No decorrer da guerra civil e particularmente após o seu final, o Hisbolá estreitou cada vez mais os laços com a Síria. Os militares sírios haviam invadido o Líbano em 1976. Desde então Damasco exerce uma grande influência sobre o pequeno país vizinho. Durante décadas, tropas sírias permaneceram estacionadas no Líbano.
É dessa época que vem a contínua força do Hisbolá – e também a fraqueza do Estado libanês. Essa situação implica o sofrimento de todo um país, diz o teólogo cristão libanês Abdel Raouf Sino. No Líbano, diz o teólogo, há dois polos: um Estado fraco e um Hisbolá forte.
"O Hisbolá é um partido totalitário e ideológico que persegue um projeto político. Da mesma forma, existem dois exércitos: um exército forte do Hisbolá e um exército fraco do Estado", conclui.
Fragmentação religiosa
Os sequestros também mostram outra ferida aberta da sociedade libanesa: a longa tradição de tensões religiosas, que encontrou sua expressão mais violenta na guerra civil entre 1975 e 1990. Muitos libaneses temem que tais tensões possam ser revividas. Porque, assim como na Síria de hoje, anteriormente no Líbano as frentes passavam por alianças religiosas e, ao mesmo tempo, econômicas.
Inteligentemente, os estrategistas das partes conflitantes na guerra civil libanesa exploraram as tensões religiosas que os franceses haviam sistematicamente construído durante o período colonial, no século 19.
Tais tensões permaneceram mesmo após a independência do Líbano, em 1943, mas não abertamente. Em sua juventude, o escritor franco-libanês Amin Maluf diz ter percebido pouco dessas tensões. "Quando vivia em Beirute", conta o escritor, "o Líbano era uma miscelânea de culturas. Em parte isso ainda existe. Ao mesmo tempo, ainda não conseguimos encontrar uma interação social que nos permita superar a atual situação depressiva e caótica".

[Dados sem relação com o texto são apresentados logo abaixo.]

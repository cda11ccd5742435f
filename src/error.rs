//! Error types
//!
//! One crate-level error covers model acquisition, lifecycle transitions and
//! inference requests. Engine failures are wrapped from [`EngineError`].

use thiserror::Error;

use crate::inference::engine::EngineError;

/// Core error type
#[derive(Debug, Error)]
pub enum Error {
    /// Transport failure while talking to a model host
    #[error("Network error: {0}")]
    Network(String),

    /// Non-success, non-redirect HTTP response
    #[error("Download failed with status {status} from {url}")]
    HttpStatus { status: u16, url: String },

    /// Redirect chain longer than the configured cap
    #[error("Too many redirects ({hops}) while fetching {url}")]
    TooManyRedirects { hops: usize, url: String },

    /// Artifact failed the size heuristic
    #[error("Integrity check failed for {model_id}: {reason}")]
    Integrity { model_id: String, reason: String },

    /// A load or download sequence is already running
    #[error("A model load or download is already in progress")]
    AlreadyLoading,

    /// Inference requested without a ready model
    #[error("No model is loaded")]
    ModelNotLoaded,

    #[error("Unknown model: {0}")]
    UnknownModel(String),

    /// Artifact is loaded or being downloaded
    #[error("Model is in use: {0}")]
    ModelInUse(String),

    #[error("Engine error: {0}")]
    Engine(#[from] EngineError),

    #[error("IO error: {0}")]
    Io(#[from] std::io::Error),

    #[error("JSON error: {0}")]
    Json(#[from] serde_json::Error),

    #[error("Configuration error: {0}")]
    Config(String),
}

impl From<reqwest::Error> for Error {
    fn from(e: reqwest::Error) -> Self {
        Error::Network(e.to_string())
    }
}

/// Result type alias
pub type Result<T> = std::result::Result<T, Error>;
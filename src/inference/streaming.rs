//! Streaming token delivery
//!
//! The engine produces fragments on a blocking thread; they cross to the
//! async caller over an unbounded channel and are delivered in order.

use crate::inference::engine::EngineError;
use tokio::sync::mpsc;

/// A message on the token channel
#[derive(Debug, Clone, PartialEq)]
pub enum StreamToken {
    /// A generated text fragment
    Token(String),
    /// Generation finished
    Done,
    /// Generation failed
    Error(String),
}

/// Producer half, owned by the generating thread
pub struct TokenSender {
    tx: mpsc::UnboundedSender<StreamToken>,
}

impl TokenSender {
    pub fn token(&self, text: &str) {
        if text.is_empty() {
            return;
        }
        // A dropped receiver just means nobody is listening any more
        let _ = self.tx.send(StreamToken::Token(text.to_string()));
    }

    /// Close the stream with the generation outcome
    pub fn finish<T>(self, result: &Result<T, EngineError>) {
        let last = match result {
            Ok(_) => StreamToken::Done,
            Err(e) => StreamToken::Error(e.to_string()),
        };
        let _ = self.tx.send(last);
    }
}

pub fn token_channel() -> (TokenSender, mpsc::UnboundedReceiver<StreamToken>) {
    let (tx, rx) = mpsc::unbounded_channel();
    (TokenSender { tx }, rx)
}

/// Deliver every fragment to `on_token` until the stream ends, returning
/// the concatenation of what was delivered.
pub async fn drain<F>(rx: &mut mpsc::UnboundedReceiver<StreamToken>, mut on_token: F) -> String
where
    F: FnMut(&str),
{
    let mut full = String::new();
    while let Some(token) = rx.recv().await {
        match token {
            StreamToken::Token(text) => {
                on_token(&text);
                full.push_str(&text);
            }
            StreamToken::Done => break,
            StreamToken::Error(e) => {
                tracing::debug!("Token stream ended with error: {}", e);
                break;
            }
        }
    }
    full
}
//! Persistent storage
//!
//! Settings, the model catalog and everything that touches model artifacts
//! on disk: integrity checks and downloads.

pub mod catalog;
pub mod downloader;
pub mod integrity;
pub mod settings;

use crate::error::{Error, Result};
use directories::ProjectDirs;
use std::path::PathBuf;

pub use catalog::ModelCatalog;
pub use downloader::Downloader;
pub use settings::{IntegrityPolicy, Settings};

/// Platform data directory for this crate
pub fn get_data_dir() -> Result<PathBuf> {
    ProjectDirs::from("dev", "localm", "localm")
        .map(|dirs| dirs.data_dir().to_path_buf())
        .ok_or_else(|| Error::Config("Could not determine data directory".to_string()))
}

Hoje, a Constituição libanesa prevê a partilha de poder entre os três maiores grupos confessionais – os sunitas, os xiitas e os cristãos. Segundo a Constituição, o chefe de Estado deve ser um cristão maronita, o chefe de governo, um sunita, e o presidente do Parlamento, um xiita.
Alerta contra a propaganda do regime sírio
Essa lógica do confessionalismo é considerada o melhor caminho para preservar a estabilidade da complexa sociedade e Estado libanês. Mas, ao mesmo tempo, ela promove o pensamento em categorias religiosas – e faz com que muitos libaneses sejam suscetíveis à questão confessional, cada vez mais evidente na atual guerra civil na Síria.
É desconcertante, escreveu o diário Al Hayat, observar como a lógica confessional determina as opiniões sobre a guerra civil. Isso se aplica à oposição síria, majoritariamente sunita, que automaticamente vê em cada xiita libanês um ativista do Hisbolá – correndo, assim, o risco de se submeter à propaganda do regime Assad, que tenta dar uma feição religiosa à guerra civil para justificar sua violência contra supostos extremistas. Mas a lógica confessional também se aplica aos xiitas libaneses, que tentam responsabilizar coletivamente os sírios sunitas pelos crimes de muitos grupos de oposição.